SOURCE DATA START

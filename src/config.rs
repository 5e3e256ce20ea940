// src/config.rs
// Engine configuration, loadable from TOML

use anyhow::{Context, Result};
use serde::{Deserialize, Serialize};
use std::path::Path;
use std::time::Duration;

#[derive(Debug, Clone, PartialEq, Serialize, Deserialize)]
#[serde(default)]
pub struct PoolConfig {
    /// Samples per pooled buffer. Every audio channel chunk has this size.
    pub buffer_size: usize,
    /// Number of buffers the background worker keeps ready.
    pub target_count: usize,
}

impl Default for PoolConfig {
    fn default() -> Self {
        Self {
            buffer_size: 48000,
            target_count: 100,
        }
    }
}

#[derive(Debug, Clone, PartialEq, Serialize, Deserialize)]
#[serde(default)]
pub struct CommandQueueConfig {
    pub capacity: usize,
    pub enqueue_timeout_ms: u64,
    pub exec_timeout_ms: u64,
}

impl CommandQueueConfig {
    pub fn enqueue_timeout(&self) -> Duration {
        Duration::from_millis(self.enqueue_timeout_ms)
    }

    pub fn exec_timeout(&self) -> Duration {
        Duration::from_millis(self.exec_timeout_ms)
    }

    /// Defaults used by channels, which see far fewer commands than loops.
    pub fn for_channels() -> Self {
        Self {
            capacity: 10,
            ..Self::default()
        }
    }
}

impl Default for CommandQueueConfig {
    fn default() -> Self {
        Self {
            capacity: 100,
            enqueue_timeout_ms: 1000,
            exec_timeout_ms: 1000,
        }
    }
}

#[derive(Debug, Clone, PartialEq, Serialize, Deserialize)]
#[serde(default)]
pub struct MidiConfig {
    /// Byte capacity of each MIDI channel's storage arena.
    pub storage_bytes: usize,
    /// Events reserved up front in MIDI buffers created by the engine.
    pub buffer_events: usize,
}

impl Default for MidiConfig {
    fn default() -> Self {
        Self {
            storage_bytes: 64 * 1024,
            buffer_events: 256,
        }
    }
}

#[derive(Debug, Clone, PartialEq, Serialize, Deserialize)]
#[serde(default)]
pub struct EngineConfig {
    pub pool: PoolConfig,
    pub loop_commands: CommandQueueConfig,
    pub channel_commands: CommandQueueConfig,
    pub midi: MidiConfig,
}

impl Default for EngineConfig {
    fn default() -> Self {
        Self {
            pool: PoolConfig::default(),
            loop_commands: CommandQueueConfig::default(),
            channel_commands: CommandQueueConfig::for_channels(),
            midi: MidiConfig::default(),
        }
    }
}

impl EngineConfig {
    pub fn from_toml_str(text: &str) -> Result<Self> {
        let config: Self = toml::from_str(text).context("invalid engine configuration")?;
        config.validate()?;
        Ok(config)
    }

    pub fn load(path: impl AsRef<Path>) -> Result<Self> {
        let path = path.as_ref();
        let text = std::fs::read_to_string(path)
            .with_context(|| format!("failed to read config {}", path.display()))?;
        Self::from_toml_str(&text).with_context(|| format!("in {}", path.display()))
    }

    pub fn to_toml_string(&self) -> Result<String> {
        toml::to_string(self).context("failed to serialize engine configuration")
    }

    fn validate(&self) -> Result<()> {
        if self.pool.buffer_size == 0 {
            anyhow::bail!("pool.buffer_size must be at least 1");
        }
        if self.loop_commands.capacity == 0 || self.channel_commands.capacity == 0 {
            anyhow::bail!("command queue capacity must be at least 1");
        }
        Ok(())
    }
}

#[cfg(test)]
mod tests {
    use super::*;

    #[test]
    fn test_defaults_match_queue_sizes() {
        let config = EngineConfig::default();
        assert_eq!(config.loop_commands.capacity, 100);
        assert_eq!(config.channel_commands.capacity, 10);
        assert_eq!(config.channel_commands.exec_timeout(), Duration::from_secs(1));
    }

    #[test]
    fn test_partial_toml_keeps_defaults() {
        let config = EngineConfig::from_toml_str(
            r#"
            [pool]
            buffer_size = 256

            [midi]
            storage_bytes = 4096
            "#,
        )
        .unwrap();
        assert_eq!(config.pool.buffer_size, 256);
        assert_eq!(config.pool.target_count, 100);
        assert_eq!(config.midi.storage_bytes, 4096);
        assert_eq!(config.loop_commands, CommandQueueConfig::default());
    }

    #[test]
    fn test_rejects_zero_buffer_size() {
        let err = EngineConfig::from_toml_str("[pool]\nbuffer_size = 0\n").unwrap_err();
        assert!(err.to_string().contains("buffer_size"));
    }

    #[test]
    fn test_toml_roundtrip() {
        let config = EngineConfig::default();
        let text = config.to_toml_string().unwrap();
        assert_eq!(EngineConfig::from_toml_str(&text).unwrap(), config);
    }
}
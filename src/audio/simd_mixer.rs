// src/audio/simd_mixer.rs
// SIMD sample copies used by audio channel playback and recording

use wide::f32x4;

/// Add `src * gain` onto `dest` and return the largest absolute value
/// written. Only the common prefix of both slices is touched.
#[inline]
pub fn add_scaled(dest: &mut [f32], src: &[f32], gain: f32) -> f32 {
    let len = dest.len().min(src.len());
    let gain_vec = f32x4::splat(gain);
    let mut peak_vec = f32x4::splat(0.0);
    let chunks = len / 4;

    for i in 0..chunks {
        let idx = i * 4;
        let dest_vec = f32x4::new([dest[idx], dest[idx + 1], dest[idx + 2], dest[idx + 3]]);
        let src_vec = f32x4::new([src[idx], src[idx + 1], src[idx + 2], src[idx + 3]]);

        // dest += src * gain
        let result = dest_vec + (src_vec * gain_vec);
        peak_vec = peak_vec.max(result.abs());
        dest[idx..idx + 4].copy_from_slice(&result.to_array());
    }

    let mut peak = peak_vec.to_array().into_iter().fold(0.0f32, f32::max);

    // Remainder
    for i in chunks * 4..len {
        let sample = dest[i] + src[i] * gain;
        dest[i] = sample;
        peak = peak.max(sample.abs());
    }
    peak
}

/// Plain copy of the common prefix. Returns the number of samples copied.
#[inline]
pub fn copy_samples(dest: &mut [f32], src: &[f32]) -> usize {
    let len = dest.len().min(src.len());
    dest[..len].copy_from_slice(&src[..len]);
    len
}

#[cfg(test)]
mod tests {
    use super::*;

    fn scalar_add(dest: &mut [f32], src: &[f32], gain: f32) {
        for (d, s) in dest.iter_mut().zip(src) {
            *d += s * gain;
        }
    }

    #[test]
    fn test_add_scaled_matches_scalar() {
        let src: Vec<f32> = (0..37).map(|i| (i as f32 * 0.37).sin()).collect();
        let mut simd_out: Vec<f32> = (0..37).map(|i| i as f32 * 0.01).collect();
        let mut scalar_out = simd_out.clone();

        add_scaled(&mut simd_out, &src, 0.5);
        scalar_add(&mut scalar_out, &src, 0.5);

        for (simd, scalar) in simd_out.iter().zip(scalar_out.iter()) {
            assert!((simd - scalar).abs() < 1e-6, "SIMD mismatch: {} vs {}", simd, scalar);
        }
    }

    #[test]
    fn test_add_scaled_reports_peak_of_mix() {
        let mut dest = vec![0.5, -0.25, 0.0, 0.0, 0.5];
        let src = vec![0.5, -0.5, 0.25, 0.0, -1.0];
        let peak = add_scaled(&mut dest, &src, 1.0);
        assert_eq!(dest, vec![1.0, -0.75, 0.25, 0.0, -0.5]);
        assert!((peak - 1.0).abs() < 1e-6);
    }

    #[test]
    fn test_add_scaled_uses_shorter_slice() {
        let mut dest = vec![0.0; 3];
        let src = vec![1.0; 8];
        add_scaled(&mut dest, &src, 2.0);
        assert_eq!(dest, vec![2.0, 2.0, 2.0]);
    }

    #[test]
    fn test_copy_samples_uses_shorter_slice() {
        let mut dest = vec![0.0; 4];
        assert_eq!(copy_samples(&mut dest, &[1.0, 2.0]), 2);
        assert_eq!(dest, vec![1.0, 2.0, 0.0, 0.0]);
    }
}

SOURCE DATA END

- WORK TO BE COMPLETED
Each line above that has the word "MidiConfig" should be copied.

- EXERCISE OUTPUT
pub struct MidiConfig {
impl Default for MidiConfig {
    pub midi: MidiConfig,
            midi: MidiConfig::default(),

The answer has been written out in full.